À l’extérieur du Shoreline Fuel Mart, la cacahuète concassée et cassante a accumulé de la mousse et a lentement pourri de l’intérieur. Même en ville, son histoire était largement oubliée.
« Lorsque les régions changent tellement, avec la disparition ou le déclin important de l'industrie forestière, beaucoup de choses se perdent », a déclaré Katie Buesch, ancienne directrice et conservatrice du musée historique de Clarke, à proximité d'Eureka. « Le parc s'est agrandi, donc toute cette histoire a en quelque sorte disparu. »
Lors de ses recherches sur le parc il y a quelques années, Buesch s'est rendue à Orick pour visiter la sculpture qui, selon elle, ne ressemblait guère à une cacahuète.
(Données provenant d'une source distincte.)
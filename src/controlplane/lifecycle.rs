//! Volume Lifecycle
//!
//! Create-volume and wait-until-ready operations consumed by the cloud-facing
//! API layer, plus owner-scoped accounting queries used upstream for quota
//! enforcement.

use crate::controlplane::state_machine;
use crate::domain::ports::{
    StorageBackendClient, StorageBackendClientRef, UsageEventSink, UsageEventSinkRef,
    VolumeRepository, VolumeRepositoryRef, VolumeUsageEvent,
};
use crate::domain::volume::{Volume, VolumeState};
use crate::domain::PartitionMap;
use crate::error::{Error, Result};
use chrono::Utc;
use std::collections::hash_map::DefaultHasher;
use std::hash::{Hash, Hasher};
use std::sync::Arc;
use tracing::{debug, error, info};

/// Prefix for generated volume ids
const VOLUME_ID_PREFIX: &str = "vol";

/// User-initiated volume operations
pub struct VolumeLifecycle {
    repository: VolumeRepositoryRef,
    backend: StorageBackendClientRef,
    partitions: PartitionMap,
    events: UsageEventSinkRef,
}

impl VolumeLifecycle {
    pub fn new(
        repository: VolumeRepositoryRef,
        backend: StorageBackendClientRef,
        partitions: PartitionMap,
        events: UsageEventSinkRef,
    ) -> Arc<Self> {
        Arc::new(Self {
            repository,
            backend,
            partitions,
            events,
        })
    }

    /// Create a new volume: persist a `Generating` record, then ask the
    /// partition's backend to allocate storage for it.
    ///
    /// A backend failure marks the record `Fail` and is surfaced to the
    /// caller; the record is kept, not deleted. On success a usage event is
    /// published fire-and-forget.
    pub async fn create(
        &self,
        partition: &str,
        owner: &str,
        snapshot_id: Option<String>,
        size_gib: u32,
    ) -> Result<Volume> {
        if size_gib == 0 {
            return Err(Error::InvalidSize { size_gib });
        }
        let endpoint = self.partitions.resolve(partition)?.to_string();

        let volume_id = generate_volume_id(owner);
        let mut volume =
            Volume::new(volume_id.clone(), owner, partition, size_gib, snapshot_id.clone());
        self.repository.put(volume.clone()).await?;

        debug!(volume_id = %volume_id, partition = %partition, size_gib, "creating volume");

        match self
            .backend
            .create_volume(&endpoint, &volume_id, size_gib, snapshot_id.as_deref())
            .await
        {
            Ok(()) => {
                info!(volume_id = %volume_id, partition = %partition, "volume created");
                self.events.publish(VolumeUsageEvent::Create {
                    volume_id: volume.id.clone(),
                    owner: volume.owner.clone(),
                    partition: volume.partition.clone(),
                    size_gib: volume.size_gib,
                });
                Ok(volume)
            }
            Err(err) => {
                error!(volume_id = %volume_id, "backend volume creation failed: {}", err);
                volume.set_state(VolumeState::Fail);
                if let Err(put_err) = self.repository.put(volume).await {
                    error!(
                        volume_id = %volume_id,
                        "could not mark failed volume: {}",
                        put_err
                    );
                }
                Err(err)
            }
        }
    }

    /// Single-shot readiness fallback: if the record is not yet ready, fetch
    /// its backend status once, fold it through the transition function,
    /// persist, and re-check. Not a poll loop; callers retry at a higher
    /// level on `Error::NotYetReady`.
    pub async fn wait_until_ready(&self, volume_id: &str) -> Result<Volume> {
        let mut volume = self.repository.get(volume_id).await?;
        if volume.is_ready() {
            return Ok(volume);
        }

        let endpoint = self.partitions.resolve(&volume.partition)?;
        let report = self.backend.describe_volume(endpoint, volume_id).await?;

        let age = volume.age(Utc::now());
        let next = state_machine::next(volume.state, report.as_ref(), false, age);
        if next != volume.state {
            debug!(
                volume_id = %volume_id,
                from = %volume.state,
                to = %next,
                "readiness check updated volume state"
            );
            volume.set_state(next);
            self.repository.put(volume.clone()).await?;
        }

        if volume.is_ready() {
            Ok(volume)
        } else {
            Err(Error::NotYetReady {
                volume_id: volume_id.to_string(),
            })
        }
    }

    /// Fetch one volume record
    pub async fn lookup(&self, volume_id: &str) -> Result<Volume> {
        self.repository.get(volume_id).await
    }

    /// Number of volume records an owner holds, terminal records included
    pub async fn count_volumes(&self, owner: &str) -> Result<usize> {
        Ok(self
            .repository
            .list()
            .await?
            .iter()
            .filter(|v| v.owner == owner)
            .count())
    }

    /// Total GiB recorded against an owner, terminal records included
    pub async fn measure_volumes(&self, owner: &str) -> Result<u64> {
        Ok(self
            .repository
            .list()
            .await?
            .iter()
            .filter(|v| v.owner == owner)
            .map(|v| u64::from(v.size_gib))
            .sum())
    }
}

/// Generate a globally unique volume id salted by owner
fn generate_volume_id(owner: &str) -> String {
    use std::time::{SystemTime, UNIX_EPOCH};
    let nanos = SystemTime::now()
        .duration_since(UNIX_EPOCH)
        .unwrap_or_default()
        .as_nanos();
    let mut hasher = DefaultHasher::new();
    owner.hash(&mut hasher);
    nanos.hash(&mut hasher);
    format!("{}-{:016x}", VOLUME_ID_PREFIX, hasher.finish())
}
« Ma première impression était que cela ressemblait à une chaussure », a-t-elle déclaré. « Quand je l'ai vu, il était définitivement en mauvais état. »
Tard dans la nuit de juin 2023, un conducteur avec délit de fuite a percuté la cacahuète. Un journal d'incident de la California Highway Patrol décrit la collision avec l'abréviation impartiale : « VEH VS REDWOOD STUMP ».
«C'est en morceaux et en lambeaux», a déclaré cette semaine au Times l'employée de Shoreline Fuel Mart, qui a refusé de donner son nom. Les restes de la noix sont toujours là, a-t-elle déclaré, mais quelqu'un « a pris un tracteur et l'a poussé à l'arrière de la propriété ».
Un porte-parole de la tribu Yurok, qui a acheté la station-service en 2020 et envisage d'en construire une, a déclaré que la tribu espère créer une réplique plus petite de la cacahuète afin qu'elle ne soit pas oubliée.
La présidente de la Chambre de commerce d'Orick, Donna Hufford, dont la famille vit à Orick depuis des générations, a déclaré que la plupart des bûcherons qui ont pris part à la manifestation ont déménagé ou sont morts.
Elle a déclaré à propos de la cacahuète : « C’était une icône pour nous, mais avec le temps, les gens évoluent. Les gens meurent. Cela aurait été bien de l'avoir encore en souvenir de cette époque. Et qui sait, peut-être qu’un jour nous en sculpterons un autre.